O ministro do STF, Nunes Marques, suspendeu a partir de 1º de junho a aplicação de uma determinação do CNJ que impunha restrições a parte das atribuições de dois cartórios de Niterói, no Rio de Janeiro. A decisão vale até que o plenário do STF analise a liminar.
Os cartórios de Niterói atuam desde 2003 com funções de tabelionato e registro de imóveis, acumulando as duas atribições. Em 2023, uma lei estadual relacionada a Angra dos Reis precisou reorganizar serviços extrajudiciais e motivou o CNJ a exigir um cronograma de restrições para os dois cartórios.
Decisão do STF
Os titulares argumentam que a mudança não poderia valer enquanto as funções ainda estivessem sob o exercício, sustentando que a separação só pode ocorrer com a vacância do cargo, conforme a chamada lei dos cartórios de 1994. O ministro considerou plausíveis esses argumentos.

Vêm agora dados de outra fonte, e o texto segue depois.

impl Session {
    pub fn new(
        backend: Arc<dyn Backend>,
        store: Arc<dyn CredentialStore>,
        timeout: Duration,
    ) -> Self {
        Self {
            backend,
            store,
            timeout,
            state: SessionState::Disconnected,
            profile: None,
            examples: Vec::new(),
            pipeline: QueryPipeline::new(),
            notices: Vec::new(),
            startup_attempted: false,
            connect_epoch: 0,
            pending_connect: None,
        }
    }

    #[must_use]
    pub const fn state(&self) -> SessionState {
        self.state
    }

    #[must_use]
    pub const fn status(&self) -> SessionStatus {
        self.state.status()
    }

    #[must_use]
    pub fn is_connected(&self) -> bool {
        self.state == SessionState::Connected
    }

    /// Profile of the current (or most recent pending) connection
    #[must_use]
    pub fn profile(&self) -> Option<&ConnectionProfile> {
        self.profile.as_ref()
    }

    /// Example questions for the connected database; empty when disconnected
    #[must_use]
    pub fn examples(&self) -> &[String] {
        &self.examples
    }

    #[must_use]
    pub fn pipeline(&self) -> &QueryPipeline {
        &self.pipeline
    }

    /// Take every notice produced since the last drain
    pub fn drain_notices(&mut self) -> Vec<Notice> {
        std::mem::take(&mut self.notices)
    }

    fn require_connected(&self) -> Result<()> {
        if self.is_connected() {
            Ok(())
        } else {
            Err(ClientError::NotConnected)
        }
    }

    /// Reconnect with the stored profile, once per session lifetime
    ///
    /// Failures are reported as notices, never returned: a failed
    /// reconnect leaves the session disconnected and ready for a manual
    /// connect.
    pub async fn startup(&mut self) -> SessionStatus {
        if self.startup_attempted {
            debug!("startup already ran; skipping auto-reconnect");
            return self.status();
        }
        self.startup_attempted = true;

        let saved = match self.store.load() {
            Ok(Some(profile)) => profile,
            Ok(None) => {
                debug!("no saved profile");
                return self.status();
            }
            Err(e) => {
                warn!(error = %e, "could not read saved profile");
                self.notices.push(Notice::from_error("Could not read saved profile", &e));
                return self.status();
            }
        };

        info!(target_db = %saved.display_target(), "auto-reconnecting with saved profile");
        let ticket = match self.start_connect(saved, true) {
            Ok(ticket) => ticket,
            Err(e) => {
                self.notices.push(Notice::from_error("Auto reconnect failed", &e));
                return self.status();
            }
        };
        let response = self.request_connect(&ticket).await;
        let _ = self.finish_connect(ticket, response).await;
        self.status()
    }

    /// Start a connect with `profile`
    ///
    /// Rejected while connected; a connect already in flight is superseded.
    pub fn begin_connect(&mut self, profile: ConnectionProfile) -> Result<ConnectTicket> {
        self.start_connect(profile, false)
    }

    fn start_connect(&mut self, profile: ConnectionProfile, automatic: bool) -> Result<ConnectTicket> {
        if self.is_connected() {
            return Err(ClientError::validation("Already connected; disconnect first"));
        }
        validate_profile(&profile)?;

        self.connect_epoch += 1;
        self.pending_connect = Some(self.connect_epoch);
        self.state = SessionState::Connecting;
        self.profile = Some(profile.clone());

        debug!(epoch = self.connect_epoch, automatic, "connect started");
        Ok(ConnectTicket { epoch: self.connect_epoch, profile, automatic })
    }

    async fn request_connect(&self, ticket: &ConnectTicket) -> Result<ConnectOutcome> {
        with_timeout(self.timeout, "connect", self.backend.connect(&ticket.profile)).await
    }

    /// Apply the backend's answer to a connect started with `begin_connect`
    ///
    /// On success the profile is saved and example questions are fetched;
    /// failing to fetch examples does not undo the connection.
    pub async fn finish_connect(
        &mut self,
        ticket: ConnectTicket,
        response: Result<ConnectOutcome>,
    ) -> Result<SessionStatus> {
        if self.pending_connect != Some(ticket.epoch) {
            debug!(epoch = ticket.epoch, "discarding stale connect response");
            return Err(ClientError::superseded("connect"));
        }
        self.pending_connect = None;

        let failure_context =
            if ticket.automatic { "Auto reconnect failed" } else { "DB Connection failed" };

        let outcome = match response {
            Ok(outcome) => outcome,
            Err(e) => {
                warn!(error = %e, "connect request failed");
                self.state = SessionState::Disconnected;
                self.notices.push(Notice::from_error(failure_context, &e));
                return Err(e);
            }
        };

        if !outcome.success {
            let err = ClientError::logical(
                outcome.message.unwrap_or_else(|| "Connection refused".to_string()),
            );
            info!(reason = %err, "backend refused connection");
            self.state = SessionState::Disconnected;
            let context = if ticket.automatic { failure_context } else { "Failed to connect" };
            self.notices.push(Notice::from_error(context, &err));
            return Err(err);
        }

        self.state = SessionState::Connected;
        info!(target_db = %ticket.profile.display_target(), "connected");

        if ticket.automatic {
            self.notices.push(Notice::success("Auto reconnected to DB!"));
        } else {
            if let Err(e) = self.store.save(&ticket.profile) {
                warn!(error = %e, "could not save profile");
                self.notices.push(Notice::from_error("Could not save profile", &e));
            }
            self.notices.push(Notice::success("Database connected successfully!"));
        }
        self.profile = Some(ticket.profile);

        let refreshed = self.refresh_examples().await.map(|_| ());
        if let Err(e) = refreshed {
            warn!(error = %e, "could not fetch example questions");
            self.notices.push(Notice::warning(format!("No example questions: {}", e.message())));
        }

        Ok(SessionStatus::Connected)
    }

    /// Connect with `profile` and wait for the answer
    pub async fn connect(&mut self, profile: ConnectionProfile) -> Result<SessionStatus> {
        let ticket = match self.begin_connect(profile) {
            Ok(ticket) => ticket,
            Err(e) => {
                self.notices.push(Notice::from_error("DB Connection failed", &e));
                return Err(e);
            }
        };
        let response = self.request_connect(&ticket).await;
        self.finish_connect(ticket, response).await
    }

    /// Drop the connection and forget everything tied to it
    ///
    /// The state is `Disconnected` afterwards even if the stored profile
    /// could not be removed; that failure is returned.
    pub fn disconnect(&mut self) -> Result<()> {
        self.state = SessionState::Disconnected;
        self.connect_epoch += 1;
        self.pending_connect = None;
        self.profile = None;
        self.examples.clear();
        self.pipeline.reset();
        info!("disconnected");

        match self.store.clear() {
            Ok(()) => {
                self.notices.push(Notice::info("Disconnected & config cleared."));
                Ok(())
            }
            Err(e) => {
                warn!(error = %e, "could not clear saved profile");
                self.notices.push(Notice::from_error("Disconnected, but saved profile remains", &e));
                Err(e)
            }
        }
    }

    /// Table names of the connected database
    pub async fn list_tables(&self) -> Result<Vec<String>> {
        self.require_connected()?;
        with_timeout(self.timeout, "list tables", self.backend.list_tables()).await
    }

    /// Fetch tables and draw a fresh set of example questions
    pub async fn refresh_examples(&mut self) -> Result<&[String]> {
        let tables = self.list_tables().await?;
        let pool = question_pool(&tables);
        self.examples = sample_questions(pool, &mut rand::thread_rng());
        debug!(tables = tables.len(), shown = self.examples.len(), "example questions refreshed");
        Ok(&self.examples)
    }

    /// Make example `index` (0-based) the current question
    pub fn use_example(&mut self, index: usize) -> Result<&str> {
        self.require_connected()?;
        let question = self
            .examples
            .get(index)
            .cloned()
            .ok_or_else(|| ClientError::validation(format!("No example question #{}", index + 1)))?;
        self.pipeline.set_question(question);
        Ok(self.pipeline.question())
    }

    pub fn set_question(&mut self, question: impl Into<String>) -> Result<()> {
        self.require_connected()?;
        self.pipeline.set_question(question);
        Ok(())
    }

    /// Start generating SQL for `question`; hand the ticket to `finish_generate`
    ///
    /// The current results are cleared even when this fails.
    pub fn begin_generate(&mut self, question: &str) -> Result<GenerateTicket> {
        let started = self
            .require_connected()
            .and_then(|()| self.pipeline.begin_generate(question));
        if let Err(e) = &started {
            self.notices.push(Notice::from_error("SQL Generation failed", e));
        }
        started
    }

    /// Apply the backend's answer to a generation started with `begin_generate`
    pub fn finish_generate(
        &mut self,
        ticket: GenerateTicket,
        response: Result<GenerateOutcome>,
    ) -> Result<String> {
        match self.pipeline.finish_generate(ticket, response) {
            Ok(sql) => {
                self.notices.push(Notice::success("SQL Generated Successfully!"));
                Ok(sql)
            }
            Err(e) => {
                self.notices.push(Notice::from_error("SQL Generation failed", &e));
                Err(e)
            }
        }
    }

    /// Generate SQL for `question`
    pub async fn generate_query(&mut self, question: &str) -> Result<String> {
        let ticket = self.begin_generate(question)?;
        let response =
            with_timeout(self.timeout, "generate", self.backend.generate_sql(ticket.question()))
                .await;
        self.finish_generate(ticket, response)
    }

    /// Start executing `sql`; hand the ticket to `finish_execute`
    ///
    /// Empty text is rejected before anything else, without a request.
    pub fn begin_execute(&mut self, sql: &str) -> Result<ExecuteTicket> {
        let started = validate_query_text(sql)
            .and_then(|_| self.require_connected())
            .and_then(|()| self.pipeline.begin_execute(sql));
        if let Err(e) = &started {
            self.notices.push(Notice::from_error("Execution failed", e));
        }
        started
    }

    /// Apply the backend's answer to an execution started with `begin_execute`
    pub fn finish_execute(
        &mut self,
        ticket: ExecuteTicket,
        response: Result<ExecuteOutcome>,
    ) -> Result<&ResultSet> {
        match self.pipeline.finish_execute(ticket, response) {
            Ok(results) => {
                self.notices.push(Notice::success("Query Executed Successfully!"));
                Ok(results)
            }
            Err(e) => {
                self.notices.push(Notice::from_error("Execution failed", &e));
                Err(e)
            }
        }
    }

    /// Execute `sql`
    pub async fn execute_query(&mut self, sql: &str) -> Result<&ResultSet> {
        let ticket = self.begin_execute(sql)?;
        let response =
            with_timeout(self.timeout, "execute", self.backend.execute_sql(ticket.sql())).await;
        self.finish_execute(ticket, response)
    }

    /// Execute the most recently generated query
    pub async fn execute_generated(&mut self) -> Result<&ResultSet> {
        let sql = self.pipeline.generated_query().unwrap_or_default().to_string();
        self.execute_query(&sql).await
    }
}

Nunes Marques afirmou que a vacância não é mera formalidade, pois evita que o Estado mude regras para quem já atua com base no regime vigente na outorga. Também rejeitou a ideia de que um cronograma gradual sanaria o vício da decisão. A liminar mantém as atribuições atuais até o plenário.
O escritório Bermudes Advogados representa os cartórios, com o sócio Luís Felipe Freire Lisbôa, ao lado de Ana Paula de Paula e Marcos Mares Guia, defendendo a continuidade das funções até o término da titularidade. O processo é o MS 40.852.